[Collected data]

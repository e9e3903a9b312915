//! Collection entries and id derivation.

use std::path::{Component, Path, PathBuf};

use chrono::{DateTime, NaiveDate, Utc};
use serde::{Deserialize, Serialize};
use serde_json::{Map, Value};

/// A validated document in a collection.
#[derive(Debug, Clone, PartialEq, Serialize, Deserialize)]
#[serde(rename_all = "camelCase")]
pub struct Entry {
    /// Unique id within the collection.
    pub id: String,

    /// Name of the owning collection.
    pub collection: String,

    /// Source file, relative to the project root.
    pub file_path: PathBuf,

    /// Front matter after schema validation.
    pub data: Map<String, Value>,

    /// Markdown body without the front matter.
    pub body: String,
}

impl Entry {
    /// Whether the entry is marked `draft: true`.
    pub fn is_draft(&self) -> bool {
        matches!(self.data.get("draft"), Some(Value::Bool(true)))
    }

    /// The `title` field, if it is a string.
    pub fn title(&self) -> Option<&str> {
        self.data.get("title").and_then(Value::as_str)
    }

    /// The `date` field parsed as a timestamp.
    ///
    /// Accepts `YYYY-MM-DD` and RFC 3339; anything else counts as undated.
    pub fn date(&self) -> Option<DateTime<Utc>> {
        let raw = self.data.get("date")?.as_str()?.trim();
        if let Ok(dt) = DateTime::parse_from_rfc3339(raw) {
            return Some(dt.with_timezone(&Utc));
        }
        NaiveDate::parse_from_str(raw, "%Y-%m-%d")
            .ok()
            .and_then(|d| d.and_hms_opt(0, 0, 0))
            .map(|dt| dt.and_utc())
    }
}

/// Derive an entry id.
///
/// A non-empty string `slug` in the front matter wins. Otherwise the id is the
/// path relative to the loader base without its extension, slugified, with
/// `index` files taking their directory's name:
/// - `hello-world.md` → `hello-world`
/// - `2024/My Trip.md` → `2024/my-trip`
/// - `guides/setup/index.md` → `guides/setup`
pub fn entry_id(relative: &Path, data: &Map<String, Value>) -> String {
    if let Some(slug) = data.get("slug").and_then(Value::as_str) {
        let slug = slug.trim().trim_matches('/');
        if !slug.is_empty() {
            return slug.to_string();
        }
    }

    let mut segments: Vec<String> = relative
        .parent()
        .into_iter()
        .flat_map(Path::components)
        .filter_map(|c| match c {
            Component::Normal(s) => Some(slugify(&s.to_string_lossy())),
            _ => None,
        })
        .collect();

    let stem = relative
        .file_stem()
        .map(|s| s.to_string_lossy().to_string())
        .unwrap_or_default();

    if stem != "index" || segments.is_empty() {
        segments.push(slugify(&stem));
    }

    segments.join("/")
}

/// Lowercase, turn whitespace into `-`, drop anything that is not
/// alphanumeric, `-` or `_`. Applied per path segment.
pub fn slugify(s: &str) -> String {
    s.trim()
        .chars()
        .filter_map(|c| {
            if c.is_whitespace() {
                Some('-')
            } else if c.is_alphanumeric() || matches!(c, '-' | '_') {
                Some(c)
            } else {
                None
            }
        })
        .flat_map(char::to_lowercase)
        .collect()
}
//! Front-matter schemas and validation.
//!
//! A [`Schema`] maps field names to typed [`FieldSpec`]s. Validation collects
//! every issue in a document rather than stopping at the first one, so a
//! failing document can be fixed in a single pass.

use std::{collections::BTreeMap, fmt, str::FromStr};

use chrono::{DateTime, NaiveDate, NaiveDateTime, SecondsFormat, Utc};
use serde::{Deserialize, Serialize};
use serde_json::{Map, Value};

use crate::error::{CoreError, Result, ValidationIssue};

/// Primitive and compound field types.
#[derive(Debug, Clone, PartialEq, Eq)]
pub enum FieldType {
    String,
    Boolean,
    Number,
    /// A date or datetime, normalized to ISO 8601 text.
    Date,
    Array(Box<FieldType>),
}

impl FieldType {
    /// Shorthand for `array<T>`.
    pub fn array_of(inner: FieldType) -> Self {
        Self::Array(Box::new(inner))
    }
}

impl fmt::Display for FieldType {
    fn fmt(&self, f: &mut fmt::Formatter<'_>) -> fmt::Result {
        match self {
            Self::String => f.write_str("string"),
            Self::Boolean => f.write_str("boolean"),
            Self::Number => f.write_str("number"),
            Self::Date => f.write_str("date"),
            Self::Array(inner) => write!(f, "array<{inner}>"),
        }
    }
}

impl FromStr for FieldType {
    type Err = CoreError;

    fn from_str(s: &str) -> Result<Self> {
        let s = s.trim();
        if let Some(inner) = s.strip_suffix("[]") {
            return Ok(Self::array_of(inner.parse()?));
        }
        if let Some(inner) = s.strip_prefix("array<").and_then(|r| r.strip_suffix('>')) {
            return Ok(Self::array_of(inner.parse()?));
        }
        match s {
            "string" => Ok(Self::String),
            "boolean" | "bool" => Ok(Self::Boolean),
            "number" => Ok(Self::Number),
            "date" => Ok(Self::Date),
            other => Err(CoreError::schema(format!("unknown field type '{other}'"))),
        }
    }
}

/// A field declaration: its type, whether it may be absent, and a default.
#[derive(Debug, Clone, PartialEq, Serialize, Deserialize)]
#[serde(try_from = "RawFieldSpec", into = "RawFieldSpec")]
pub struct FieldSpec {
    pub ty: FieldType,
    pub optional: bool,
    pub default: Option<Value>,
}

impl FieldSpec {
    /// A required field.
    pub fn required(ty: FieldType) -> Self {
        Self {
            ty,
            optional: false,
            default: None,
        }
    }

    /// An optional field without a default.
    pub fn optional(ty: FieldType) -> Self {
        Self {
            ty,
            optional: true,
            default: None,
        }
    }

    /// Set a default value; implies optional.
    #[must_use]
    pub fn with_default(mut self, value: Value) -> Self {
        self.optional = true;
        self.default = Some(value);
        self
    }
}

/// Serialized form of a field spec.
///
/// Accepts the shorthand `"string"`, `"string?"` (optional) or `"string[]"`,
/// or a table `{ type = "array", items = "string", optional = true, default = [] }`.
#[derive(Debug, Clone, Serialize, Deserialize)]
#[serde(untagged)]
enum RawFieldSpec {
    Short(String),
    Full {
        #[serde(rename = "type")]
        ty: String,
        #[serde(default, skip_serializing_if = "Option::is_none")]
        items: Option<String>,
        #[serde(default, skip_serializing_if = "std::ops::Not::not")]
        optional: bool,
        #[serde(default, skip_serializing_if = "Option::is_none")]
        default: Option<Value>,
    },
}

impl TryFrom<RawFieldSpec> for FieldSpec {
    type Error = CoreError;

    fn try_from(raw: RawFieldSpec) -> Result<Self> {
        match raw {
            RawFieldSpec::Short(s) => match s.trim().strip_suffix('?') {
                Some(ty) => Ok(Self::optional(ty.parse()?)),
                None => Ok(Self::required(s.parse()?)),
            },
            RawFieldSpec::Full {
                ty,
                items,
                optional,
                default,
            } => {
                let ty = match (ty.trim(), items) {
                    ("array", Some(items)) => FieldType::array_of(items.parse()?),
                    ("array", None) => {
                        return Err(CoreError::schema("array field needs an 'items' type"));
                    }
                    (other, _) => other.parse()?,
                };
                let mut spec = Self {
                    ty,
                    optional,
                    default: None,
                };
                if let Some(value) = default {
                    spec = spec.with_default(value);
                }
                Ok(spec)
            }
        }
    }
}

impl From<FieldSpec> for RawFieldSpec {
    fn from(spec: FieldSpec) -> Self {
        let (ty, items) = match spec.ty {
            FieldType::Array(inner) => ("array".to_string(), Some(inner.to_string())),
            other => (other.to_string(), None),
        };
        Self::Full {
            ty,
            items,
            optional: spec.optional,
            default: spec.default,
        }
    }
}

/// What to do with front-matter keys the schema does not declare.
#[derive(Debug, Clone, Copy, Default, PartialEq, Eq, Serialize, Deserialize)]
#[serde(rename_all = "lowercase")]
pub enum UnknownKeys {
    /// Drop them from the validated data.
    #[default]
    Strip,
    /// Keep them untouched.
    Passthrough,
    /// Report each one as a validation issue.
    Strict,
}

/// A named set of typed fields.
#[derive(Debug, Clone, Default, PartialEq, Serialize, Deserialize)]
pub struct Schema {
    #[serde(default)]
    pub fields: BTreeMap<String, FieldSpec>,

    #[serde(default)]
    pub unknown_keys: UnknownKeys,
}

Task requirements:
What is needed is one number: how many lines of the records above contain the word "CoreError".

Exercise solution:
5